▶ **About this task**:
The entries follow. Copy every line in which "prefix" appears.
--- START ---
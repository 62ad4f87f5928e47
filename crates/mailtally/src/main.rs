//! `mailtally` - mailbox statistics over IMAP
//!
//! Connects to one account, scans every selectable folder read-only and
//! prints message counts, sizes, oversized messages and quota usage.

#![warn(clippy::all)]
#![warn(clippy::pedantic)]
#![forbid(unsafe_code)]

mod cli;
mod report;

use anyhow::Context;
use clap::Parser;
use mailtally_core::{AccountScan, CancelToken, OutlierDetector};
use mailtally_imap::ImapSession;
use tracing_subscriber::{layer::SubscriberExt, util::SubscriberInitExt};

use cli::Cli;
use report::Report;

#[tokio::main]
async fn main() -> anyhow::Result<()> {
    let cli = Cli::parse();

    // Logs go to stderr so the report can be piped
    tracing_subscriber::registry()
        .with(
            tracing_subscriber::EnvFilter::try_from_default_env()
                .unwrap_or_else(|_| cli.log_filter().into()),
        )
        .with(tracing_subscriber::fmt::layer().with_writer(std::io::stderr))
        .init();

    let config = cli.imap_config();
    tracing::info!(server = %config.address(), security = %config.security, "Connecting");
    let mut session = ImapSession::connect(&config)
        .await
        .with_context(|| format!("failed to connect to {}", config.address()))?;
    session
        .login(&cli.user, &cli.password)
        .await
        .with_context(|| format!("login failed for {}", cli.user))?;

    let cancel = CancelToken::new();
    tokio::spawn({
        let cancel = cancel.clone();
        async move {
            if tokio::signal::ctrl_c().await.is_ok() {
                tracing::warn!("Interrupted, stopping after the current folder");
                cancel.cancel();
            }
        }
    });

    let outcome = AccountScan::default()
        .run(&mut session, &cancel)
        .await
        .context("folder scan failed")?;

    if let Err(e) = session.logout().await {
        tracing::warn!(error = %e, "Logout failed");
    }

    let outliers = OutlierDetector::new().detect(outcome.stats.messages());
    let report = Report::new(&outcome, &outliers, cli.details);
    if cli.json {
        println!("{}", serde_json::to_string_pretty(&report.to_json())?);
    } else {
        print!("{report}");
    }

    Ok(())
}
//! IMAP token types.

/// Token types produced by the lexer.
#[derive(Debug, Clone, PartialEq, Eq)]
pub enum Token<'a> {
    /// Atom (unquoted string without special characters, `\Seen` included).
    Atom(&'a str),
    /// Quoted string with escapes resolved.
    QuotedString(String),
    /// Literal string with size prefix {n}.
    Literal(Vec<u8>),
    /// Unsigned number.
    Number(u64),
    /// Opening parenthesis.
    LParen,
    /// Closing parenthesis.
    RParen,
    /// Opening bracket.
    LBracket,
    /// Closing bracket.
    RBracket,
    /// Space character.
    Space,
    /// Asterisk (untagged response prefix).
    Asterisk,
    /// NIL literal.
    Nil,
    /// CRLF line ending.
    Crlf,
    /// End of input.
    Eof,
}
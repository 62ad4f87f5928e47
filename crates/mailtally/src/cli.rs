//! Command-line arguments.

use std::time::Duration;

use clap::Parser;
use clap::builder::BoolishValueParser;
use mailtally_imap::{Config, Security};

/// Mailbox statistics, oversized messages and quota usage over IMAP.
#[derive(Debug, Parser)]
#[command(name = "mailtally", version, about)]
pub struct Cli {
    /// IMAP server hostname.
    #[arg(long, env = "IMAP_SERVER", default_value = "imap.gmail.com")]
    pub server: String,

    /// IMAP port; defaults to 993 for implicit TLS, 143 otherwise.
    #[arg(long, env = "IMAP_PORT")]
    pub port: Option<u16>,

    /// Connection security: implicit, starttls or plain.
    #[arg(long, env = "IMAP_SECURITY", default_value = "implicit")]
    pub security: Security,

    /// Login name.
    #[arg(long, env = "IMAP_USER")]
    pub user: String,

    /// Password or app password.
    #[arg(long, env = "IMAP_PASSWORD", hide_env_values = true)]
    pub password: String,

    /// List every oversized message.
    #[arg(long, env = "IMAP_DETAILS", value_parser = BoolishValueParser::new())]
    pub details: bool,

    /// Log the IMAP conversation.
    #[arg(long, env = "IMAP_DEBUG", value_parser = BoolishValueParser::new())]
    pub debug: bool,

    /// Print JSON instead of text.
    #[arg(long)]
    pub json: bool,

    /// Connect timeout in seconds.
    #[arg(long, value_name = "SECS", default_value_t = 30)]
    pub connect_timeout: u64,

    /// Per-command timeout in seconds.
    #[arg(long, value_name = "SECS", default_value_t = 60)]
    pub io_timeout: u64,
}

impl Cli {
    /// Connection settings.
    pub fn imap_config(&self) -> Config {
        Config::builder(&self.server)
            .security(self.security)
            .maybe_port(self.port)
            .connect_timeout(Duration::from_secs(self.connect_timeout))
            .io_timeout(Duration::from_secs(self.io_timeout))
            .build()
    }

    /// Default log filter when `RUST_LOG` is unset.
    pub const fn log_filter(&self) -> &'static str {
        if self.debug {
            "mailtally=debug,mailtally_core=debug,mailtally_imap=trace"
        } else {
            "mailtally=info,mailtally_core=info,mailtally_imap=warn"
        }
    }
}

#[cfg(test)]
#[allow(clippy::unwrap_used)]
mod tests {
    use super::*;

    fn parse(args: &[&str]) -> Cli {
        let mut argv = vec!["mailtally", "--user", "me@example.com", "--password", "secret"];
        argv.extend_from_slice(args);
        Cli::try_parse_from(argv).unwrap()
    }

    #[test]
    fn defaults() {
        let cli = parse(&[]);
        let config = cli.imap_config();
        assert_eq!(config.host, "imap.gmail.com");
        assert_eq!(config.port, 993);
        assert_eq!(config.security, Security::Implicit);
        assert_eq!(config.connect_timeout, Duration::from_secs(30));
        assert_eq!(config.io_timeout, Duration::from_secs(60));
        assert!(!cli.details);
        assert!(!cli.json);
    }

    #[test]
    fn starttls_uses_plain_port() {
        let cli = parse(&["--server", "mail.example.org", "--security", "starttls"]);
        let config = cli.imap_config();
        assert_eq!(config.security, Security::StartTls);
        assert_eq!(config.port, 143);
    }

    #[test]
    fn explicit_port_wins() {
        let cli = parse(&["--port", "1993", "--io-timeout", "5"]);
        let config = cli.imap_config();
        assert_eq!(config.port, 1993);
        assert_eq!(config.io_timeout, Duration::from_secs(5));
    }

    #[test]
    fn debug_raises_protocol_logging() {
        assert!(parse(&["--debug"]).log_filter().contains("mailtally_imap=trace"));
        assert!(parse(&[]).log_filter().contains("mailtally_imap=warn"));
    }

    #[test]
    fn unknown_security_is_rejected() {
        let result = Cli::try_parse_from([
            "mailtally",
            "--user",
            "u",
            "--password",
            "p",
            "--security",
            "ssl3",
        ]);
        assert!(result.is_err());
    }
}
--- END ---
▶ **Your response**:
    /// Literal string with size prefix {n}.
    /// Asterisk (untagged response prefix).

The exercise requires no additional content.